Prompt » Return each of the entries below word for word.

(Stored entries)
═══

#[cfg(test)]
mod tests {
    use super::*;
    use crate::backend::{DummyBackend, DummyConfig};

    const HOST: MemoryProperties = MemoryProperties::HOST_VISIBLE.union(MemoryProperties::HOST_COHERENT);

    fn pools(preferences: ResourcePreferences) -> MemoryBufferPools {
        MemoryBufferPools::new(
            "test",
            Arc::new(GpuBackend::Dummy(DummyBackend::new())),
            preferences,
        )
    }

    fn small_preferences() -> ResourcePreferences {
        ResourcePreferences::new()
            .with_minimum_buffer_size(1024)
            .with_minimum_device_memory_size(4096)
    }

    fn uniform(pools: &MemoryBufferPools, size: u64) -> BufferLease {
        pools
            .reserve_buffer(
                size,
                16,
                BufferUsage::UNIFORM,
                SharingMode::Exclusive,
                MemoryProperties::DEVICE_LOCAL,
            )
            .unwrap()
    }

    #[test]
    fn test_first_reservation_creates_minimum_sized_arena() {
        let pools = pools(small_preferences());
        let lease = uniform(&pools, 100);

        assert_eq!(pools.buffer_arena_count(), 1);
        assert_eq!(pools.memory_arena_count(), 1);
        assert_eq!(lease.offset(), 0);
        assert_eq!(lease.buffer().unwrap().size(), 1024);
        assert_eq!(pools.allocated_memory(), 4096);
    }

    #[test]
    fn test_reservations_share_arena_until_full() {
        let pools = pools(small_preferences());
        let a = uniform(&pools, 512);
        let b = uniform(&pools, 512);
        assert_eq!(pools.buffer_arena_count(), 1);
        assert!(Arc::ptr_eq(&a.buffer().unwrap(), &b.buffer().unwrap()));

        let c = uniform(&pools, 16);
        assert_eq!(pools.buffer_arena_count(), 2);
        assert!(!Arc::ptr_eq(&a.buffer().unwrap(), &c.buffer().unwrap()));
        // Both buffers fit in the first memory block.
        assert_eq!(pools.memory_arena_count(), 1);
    }

    #[test]
    fn test_oversized_request_sizes_arena_to_request() {
        let pools = pools(small_preferences());
        let lease = uniform(&pools, 10_000);
        assert_eq!(lease.buffer().unwrap().size(), 10_000);
        assert_eq!(pools.memory_blocks()[0].size(), 10_000);
    }

    #[test]
    fn test_usage_and_properties_partition_arenas() {
        let pools = pools(small_preferences());
        let _uniform = uniform(&pools, 64);
        let _vertex = pools
            .reserve_buffer(
                64,
                4,
                BufferUsage::VERTEX,
                SharingMode::Exclusive,
                MemoryProperties::DEVICE_LOCAL,
            )
            .unwrap();
        let _staging = pools
            .reserve_buffer(64, 4, BufferUsage::COPY_SRC, SharingMode::Exclusive, HOST)
            .unwrap();

        assert_eq!(pools.buffer_arena_count(), 3);
        assert_eq!(pools.memory_arena_count(), 2);
    }

    #[test]
    fn test_released_range_is_reused_without_growth() {
        let pools = pools(small_preferences());
        let mut lease = uniform(&pools, 1024);
        lease.release();
        let again = uniform(&pools, 1024);
        assert_eq!(again.offset(), 0);
        assert_eq!(pools.buffer_arena_count(), 1);
    }

    #[test]
    fn test_totals() {
        let pools = pools(small_preferences());
        let _a = uniform(&pools, 100);
        let _b = uniform(&pools, 200);
        assert_eq!(pools.compute_buffer_total_reserved(), 300);
        assert_eq!(pools.compute_buffer_total_available(), 724);
        assert_eq!(
            pools.compute_memory_total_reserved(MemoryProperties::DEVICE_LOCAL),
            1024
        );
        assert_eq!(
            pools.compute_memory_total_available(MemoryProperties::DEVICE_LOCAL),
            3072
        );
        assert_eq!(pools.compute_memory_total_available(HOST), 0);
    }

    #[test]
    fn test_memory_limit_surfaces_error() {
        let pools = pools(small_preferences().with_allocated_memory_limit(4096));
        let _a = uniform(&pools, 4000);
        let result = pools.reserve_buffer(
            4000,
            16,
            BufferUsage::UNIFORM,
            SharingMode::Exclusive,
            MemoryProperties::DEVICE_LOCAL,
        );
        assert!(matches!(result, Err(GraphicsError::OutOfDeviceMemory(_))));
        assert_eq!(pools.memory_arena_count(), 1);
    }

    #[test]
    fn test_backend_failure_propagates() {
        let backend = DummyBackend::with_config(DummyConfig::new().with_memory_allocation_limit(0));
        let pools = MemoryBufferPools::new(
            "failing",
            Arc::new(GpuBackend::Dummy(backend)),
            small_preferences(),
        );
        let result = pools.reserve_buffer(
            64,
            16,
            BufferUsage::UNIFORM,
            SharingMode::Exclusive,
            MemoryProperties::DEVICE_LOCAL,
        );
        assert!(matches!(result, Err(GraphicsError::OutOfDeviceMemory(_))));
        assert_eq!(pools.buffer_arena_count(), 0);
        assert_eq!(pools.memory_arena_count(), 0);
    }

    #[test]
    fn test_zero_size_rejected() {
        let pools = pools(small_preferences());
        let result = pools.reserve_buffer(
            0,
            16,
            BufferUsage::UNIFORM,
            SharingMode::Exclusive,
            MemoryProperties::DEVICE_LOCAL,
        );
        assert!(matches!(result, Err(GraphicsError::InvalidParameter(_))));
    }

    #[test]
    fn test_host_visible_lease_write_read() {
        let pools = pools(small_preferences());
        let _pad = pools
            .reserve_buffer(8, 16, BufferUsage::COPY_SRC, SharingMode::Exclusive, HOST)
            .unwrap();
        let lease = pools
            .reserve_buffer(8, 16, BufferUsage::COPY_SRC, SharingMode::Exclusive, HOST)
            .unwrap();
        lease.write(0, &[5, 6, 7, 8]).unwrap();

        let mut out = [0u8; 4];
        lease.read(0, &mut out).unwrap();
        assert_eq!(out, [5, 6, 7, 8]);
        assert!(lease.write(6, &[0; 4]).is_err());
    }
}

═══

Result »
#[cfg(test)]
mod tests {
    use super::*;
    use crate::backend::{DummyBackend, DummyConfig};

    const HOST: MemoryProperties = MemoryProperties::HOST_VISIBLE.union(MemoryProperties::HOST_COHERENT);

    fn pools(preferences: ResourcePreferences) -> MemoryBufferPools {
        MemoryBufferPools::new(
            "test",
            Arc::new(GpuBackend::Dummy(DummyBackend::new())),
            preferences,
        )
    }

    fn small_preferences() -> ResourcePreferences {
        ResourcePreferences::new()
            .with_minimum_buffer_size(1024)
            .with_minimum_device_memory_size(4096)
    }

    fn uniform(pools: &MemoryBufferPools, size: u64) -> BufferLease {
        pools
            .reserve_buffer(
                size,
                16,
                BufferUsage::UNIFORM,
                SharingMode::Exclusive,
                MemoryProperties::DEVICE_LOCAL,
            )
            .unwrap()
    }

    #[test]
    fn test_first_reservation_creates_minimum_sized_arena() {
        let pools = pools(small_preferences());
        let lease = uniform(&pools, 100);

        assert_eq!(pools.buffer_arena_count(), 1);
        assert_eq!(pools.memory_arena_count(), 1);
        assert_eq!(lease.offset(), 0);
        assert_eq!(lease.buffer().unwrap().size(), 1024);
        assert_eq!(pools.allocated_memory(), 4096);
    }

    #[test]
    fn test_reservations_share_arena_until_full() {
        let pools = pools(small_preferences());
        let a = uniform(&pools, 512);
        let b = uniform(&pools, 512);
        assert_eq!(pools.buffer_arena_count(), 1);
        assert!(Arc::ptr_eq(&a.buffer().unwrap(), &b.buffer().unwrap()));

        let c = uniform(&pools, 16);
        assert_eq!(pools.buffer_arena_count(), 2);
        assert!(!Arc::ptr_eq(&a.buffer().unwrap(), &c.buffer().unwrap()));
        // Both buffers fit in the first memory block.
        assert_eq!(pools.memory_arena_count(), 1);
    }

    #[test]
    fn test_oversized_request_sizes_arena_to_request() {
        let pools = pools(small_preferences());
        let lease = uniform(&pools, 10_000);
        assert_eq!(lease.buffer().unwrap().size(), 10_000);
        assert_eq!(pools.memory_blocks()[0].size(), 10_000);
    }

    #[test]
    fn test_usage_and_properties_partition_arenas() {
        let pools = pools(small_preferences());
        let _uniform = uniform(&pools, 64);
        let _vertex = pools
            .reserve_buffer(
                64,
                4,
                BufferUsage::VERTEX,
                SharingMode::Exclusive,
                MemoryProperties::DEVICE_LOCAL,
            )
            .unwrap();
        let _staging = pools
            .reserve_buffer(64, 4, BufferUsage::COPY_SRC, SharingMode::Exclusive, HOST)
            .unwrap();

        assert_eq!(pools.buffer_arena_count(), 3);
        assert_eq!(pools.memory_arena_count(), 2);
    }

    #[test]
    fn test_released_range_is_reused_without_growth() {
        let pools = pools(small_preferences());
        let mut lease = uniform(&pools, 1024);
        lease.release();
        let again = uniform(&pools, 1024);
        assert_eq!(again.offset(), 0);
        assert_eq!(pools.buffer_arena_count(), 1);
    }

    #[test]
    fn test_totals() {
        let pools = pools(small_preferences());
        let _a = uniform(&pools, 100);
        let _b = uniform(&pools, 200);
        assert_eq!(pools.compute_buffer_total_reserved(), 300);
        assert_eq!(pools.compute_buffer_total_available(), 724);
        assert_eq!(
            pools.compute_memory_total_reserved(MemoryProperties::DEVICE_LOCAL),
            1024
        );
        assert_eq!(
            pools.compute_memory_total_available(MemoryProperties::DEVICE_LOCAL),
            3072
        );
        assert_eq!(pools.compute_memory_total_available(HOST), 0);
    }

    #[test]
    fn test_memory_limit_surfaces_error() {
        let pools = pools(small_preferences().with_allocated_memory_limit(4096));
        let _a = uniform(&pools, 4000);
        let result = pools.reserve_buffer(
            4000,
            16,
            BufferUsage::UNIFORM,
            SharingMode::Exclusive,
            MemoryProperties::DEVICE_LOCAL,
        );
        assert!(matches!(result, Err(GraphicsError::OutOfDeviceMemory(_))));
        assert_eq!(pools.memory_arena_count(), 1);
    }

    #[test]
    fn test_backend_failure_propagates() {
        let backend = DummyBackend::with_config(DummyConfig::new().with_memory_allocation_limit(0));
        let pools = MemoryBufferPools::new(
            "failing",
            Arc::new(GpuBackend::Dummy(backend)),
            small_preferences(),
        );
        let result = pools.reserve_buffer(
            64,
            16,
            BufferUsage::UNIFORM,
            SharingMode::Exclusive,
            MemoryProperties::DEVICE_LOCAL,
        );
        assert!(matches!(result, Err(GraphicsError::OutOfDeviceMemory(_))));
        assert_eq!(pools.buffer_arena_count(), 0);
        assert_eq!(pools.memory_arena_count(), 0);
    }

    #[test]
    fn test_zero_size_rejected() {
        let pools = pools(small_preferences());
        let result = pools.reserve_buffer(
            0,
            16,
            BufferUsage::UNIFORM,
            SharingMode::Exclusive,
            MemoryProperties::DEVICE_LOCAL,
        );
        assert!(matches!(result, Err(GraphicsError::InvalidParameter(_))));
    }

    #[test]
    fn test_host_visible_lease_write_read() {
        let pools = pools(small_preferences());
        let _pad = pools
            .reserve_buffer(8, 16, BufferUsage::COPY_SRC, SharingMode::Exclusive, HOST)
            .unwrap();
        let lease = pools
            .reserve_buffer(8, 16, BufferUsage::COPY_SRC, SharingMode::Exclusive, HOST)
            .unwrap();
        lease.write(0, &[5, 6, 7, 8]).unwrap();

        let mut out = [0u8; 4];
        lease.read(0, &mut out).unwrap();
        assert_eq!(out, [5, 6, 7, 8]);
        assert!(lease.write(6, &[0; 4]).is_err());
    }
}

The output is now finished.